RGPD et intelligence artificielle : concilier IA et données

Comment appliquer le RGPD à l'intelligence artificielle : bases légales, profilage Art. 22, AIPD, minimisation et position CNIL. Lien avec l'AI Act.

Le RGPD et l’intelligence artificielle semblent souvent en tension : l’IA exige des volumes massifs de données pour l’entraînement, tandis que le RGPD impose la minimisation. Pourtant, le RGPD n’interdit pas l’IA. Il encadre l’utilisation de données personnelles dans les systèmes d’IA avec des règles précises. La CNIL a publié en 2024 ses recommandations sur l’application du RGPD à l’intelligence artificielle, et les premières sanctions ciblant spécifiquement des systèmes d’IA sont tombées. La société Clearview AI a été sanctionnée par quatre autorités européennes (CNIL, Garante, ICO, AEPD) pour un total cumulé de plus de 60 millions d’euros. Ce guide détaille les obligations RGPD applicables aux systèmes d’IA.

Points Clés

  • Tout système d’IA traitant des données personnelles doit reposer sur une base juridique valide de l’Art. 6(1) RGPD, y compris pour la phase d’entraînement.
  • L’Art. 22 RGPD encadre les décisions entièrement automatisées produisant des effets juridiques ou significatifs, avec un droit d’opposition et d’intervention humaine.
  • Une AIPD (Art. 35 RGPD) est obligatoire pour la plupart des systèmes d’IA traitant des données personnelles à grande échelle.
  • Le RGPD et l’AI Act s’appliquent cumulativement : la conformité à l’un ne dispense pas de la conformité à l’autre.

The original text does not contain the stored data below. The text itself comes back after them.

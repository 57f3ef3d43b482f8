// The face-expansion loop follows the classic QuickHull outline, but without
// horizon computation: each expanded face is replaced by three faces joined at
// its farthest outside point, and the new faces are processed in the same sweep.

mod initial_hull;
mod plane;
mod tri_face;

use std::collections::VecDeque;

use glam::DVec3;
use hashbrown::HashSet;
use log::{debug, trace, warn};

use crate::{fixed_hasher::FixedHasher, ConvexHullError, HullConfig};

pub use initial_hull::{compute_extremes, find_non_coplanar_points};
pub use plane::{plane_equation, tetrahedron_volume, Plane};
pub use tri_face::{find_farthest_point, Edge, TriFace};

/// A 3D [convex hull] approximating the smallest convex set containing
/// all input points in a given point set.
///
/// The hull is a list of triangular faces over the input points. Every face
/// is oriented so that its normal points away from the seed tetrahedron it grew from.
///
/// Faces are expanded one at a time without removing the faces around them,
/// so the face list may contain overlapping or redundant triangles for inputs
/// with many hull points. Use [`unenclosed_points`](Self::unenclosed_points) to
/// check the result against the input.
///
/// [convex hull]: https://en.wikipedia.org/wiki/Convex_hull
///
/// # Example
///
/// ```
/// use convex_quickhull::{ConvexHull3d, HullConfig};
/// use glam::DVec3;
///
/// // Define a set of 3D points.
/// let points = vec![
///     DVec3::new(0.0, 0.0, 0.0),
///     DVec3::new(1.0, 0.0, 0.0),
///     DVec3::new(0.0, 1.0, 0.0),
///     DVec3::new(0.0, 0.0, 1.0),
/// ];
///
/// // Compute the convex hull with the default tolerance.
/// let hull = ConvexHull3d::try_from_points(&points, &HullConfig::default()).unwrap();
///
/// // The hull is the tetrahedron itself.
/// assert_eq!(hull.faces().count(), 4);
/// assert!(hull.unenclosed_points().is_empty());
/// ```
#[derive(Clone, Debug, Default)]
pub struct ConvexHull3d {
    /// The input points. Faces index into this buffer.
    points: Vec<DVec3>,
    /// The faces of the convex hull.
    faces: Vec<TriFace>,
    /// The tolerance the hull was built with.
    epsilon: f64,
}

impl ConvexHull3d {
    /// The minimum number of input points accepted by [`try_from_points`](Self::try_from_points).
    pub const MIN_POINTS: usize = 4;

    /// Attempts to compute a [`ConvexHull3d`] for the given set of points.
    ///
    /// # Errors
    ///
    /// Returns a [`ConvexHullError`] if hull construction fails.
    /// Possible errors include:
    ///
    /// - [`InsufficientPoints`](ConvexHullError::InsufficientPoints) for fewer than four points.
    /// - [`NonFinitePoint`](ConvexHullError::NonFinitePoint) for NaN or infinite coordinates.
    /// - [`DegenerateInput`](ConvexHullError::DegenerateInput) if the points do not span a volume.
    pub fn try_from_points(points: &[DVec3], config: &HullConfig) -> Result<Self, ConvexHullError> {
        if points.len() < Self::MIN_POINTS {
            return Err(ConvexHullError::InsufficientPoints {
                required: Self::MIN_POINTS,
                actual: points.len(),
            });
        }

        if let Some(index) = points.iter().position(|p| !p.is_finite()) {
            return Err(ConvexHullError::NonFinitePoint { index });
        }

        // Create the initial simplex, a tetrahedron in 3D.
        let initial_faces = initial_hull::init_tetrahedron(points, config.epsilon)?;

        // Run the main quickhull algorithm.
        let faces = Self::update(points, initial_faces, config);

        debug!(
            "computed 3D hull with {} faces over {} points",
            faces.len(),
            points.len()
        );

        Ok(Self {
            points: points.to_vec(),
            faces,
            epsilon: config.epsilon,
        })
    }

    /// The main quickhull loop.
    ///
    /// For each queued face:
    ///
    /// 1. Collect the input points outside the face.
    /// 2. If there are none, the face is final.
    /// 3. Otherwise, find the outside point farthest from the face, the "eye point".
    /// 4. Replace the face with three faces connecting each of its edges to the eye point,
    ///    and queue them behind the faces already waiting.
    ///
    /// A face is never queued twice with the same orientation, so the queue always drains.
    fn update(points: &[DVec3], initial_faces: [TriFace; 4], config: &HullConfig) -> Vec<TriFace> {
        let max_iter = config.max_iter.unwrap_or(usize::MAX);

        let mut queue: VecDeque<TriFace> = initial_faces.into_iter().collect();
        let mut queued = HashSet::with_hasher(FixedHasher);
        for face in &queue {
            queued.insert(face.oriented_key());
        }

        let mut faces = Vec::new();
        let mut outside_points = Vec::new();
        let mut num_iter = 0;

        while let Some(face) = queue.pop_front() {
            if num_iter >= max_iter {
                warn!(
                    "reached the limit of {max_iter} face expansions with {} faces left unexpanded",
                    queue.len() + 1
                );
                faces.push(face);
                faces.extend(queue.drain(..));
                break;
            }

            outside_points.clear();
            outside_points.extend(
                (0..points.len())
                    .filter(|&i| face.is_point_outside(points, points[i], config.epsilon)),
            );

            let Some(eye_point) = find_farthest_point(&face, points, &outside_points) else {
                faces.push(face);
                continue;
            };

            num_iter += 1;
            trace!(
                "expanding face {:?} towards point {eye_point} ({} outside points)",
                face.indices,
                outside_points.len()
            );

            for Edge(a, b) in face.edges() {
                let new_face = TriFace::new([a, b, eye_point]);
                if queued.insert(new_face.oriented_key()) {
                    queue.push_back(new_face);
                }
            }
        }

        faces
    }

    /// Returns a reference to the input points the faces index into.
    #[inline]
    pub fn points_ref(&self) -> &[DVec3] {
        &self.points
    }

    /// Returns the faces of the convex hull.
    #[inline]
    #[doc(alias = "triangles")]
    pub fn tri_faces(&self) -> &[TriFace] {
        &self.faces
    }

    /// Returns an iterator over the faces of the convex hull as point triples.
    #[inline]
    pub fn faces(&self) -> impl ExactSizeIterator<Item = [DVec3; 3]> + '_ {
        self.faces.iter().map(|face| face.points(&self.points))
    }

    /// Returns the point indices of the faces of the convex hull.
    #[inline]
    pub fn indices(&self) -> Vec<[usize; 3]> {
        self.faces.iter().map(TriFace::indices).collect()
    }

    /// Returns the vertices and indices of the convex hull.
    ///
    /// This consumes the convex hull. The vertices are the input points.
    #[inline]
    pub fn vertices_indices(self) -> (Vec<DVec3>, Vec<[usize; 3]>) {
        let indices = self.indices();
        (self.points, indices)
    }

    /// Returns `true` if `point` is not outside at least one face of the hull.
    pub fn is_enclosed(&self, point: DVec3) -> bool {
        self.faces
            .iter()
            .any(|face| !face.is_point_outside(&self.points, point, self.epsilon))
    }

    /// Returns the indices of the input points that are outside every face.
    ///
    /// Empty for a well-formed hull.
    pub fn unenclosed_points(&self) -> Vec<usize> {
        (0..self.points.len())
            .filter(|&i| !self.is_enclosed(self.points[i]))
            .collect()
    }

    /// Computes the point on the convex hull that is furthest in the given direction.
    ///
    /// Ties keep the first input point. Returns `None` if the hull has no points.
    pub fn support_point(&self, direction: DVec3) -> Option<DVec3> {
        self.points.iter().copied().reduce(|support, point| {
            if point.dot(direction) > support.dot(direction) {
                point
            } else {
                support
            }
        })
    }
}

Bases légales pour l’entraînement de l’IA

L’entraînement d’un modèle d’IA sur des données personnelles constitue un traitement au sens de l’Art. 4(2) RGPD. Chaque phase (collecte, préparation, entraînement, inférence) doit reposer sur une base juridique de l’Art. 6(1).

Consentement (Art. 6(1)(a))

Le consentement est rarement praticable pour l’entraînement de modèles à grande échelle. Il doit être libre, spécifique, éclairé et univoque (Art. 4(11)). Pour un dataset de millions d’enregistrements, obtenir et gérer un consentement individuel pose des défis opérationnels considérables. De plus, le retrait du consentement (Art. 7(3)) soulève la question de la suppression effective des données dans un modèle déjà entraîné.

Intérêt légitime (Art. 6(1)(f))

L’intérêt légitime est la base juridique la plus fréquemment invoquée pour l’entraînement. La CNIL a précisé dans ses recommandations de 2024 que l’intérêt légitime peut être retenu si le triple test est satisfait :

  1. Intérêt légitime identifié : développement d’un service innovant, amélioration de la sécurité, recherche.
  2. Nécessité : le traitement est nécessaire pour atteindre cet intérêt et il n’existe pas de moyen moins intrusif.
  3. Balance des intérêts : les droits et libertés des personnes ne prévalent pas, compte tenu des mesures de minimisation, de pseudonymisation et de transparence mises en oeuvre.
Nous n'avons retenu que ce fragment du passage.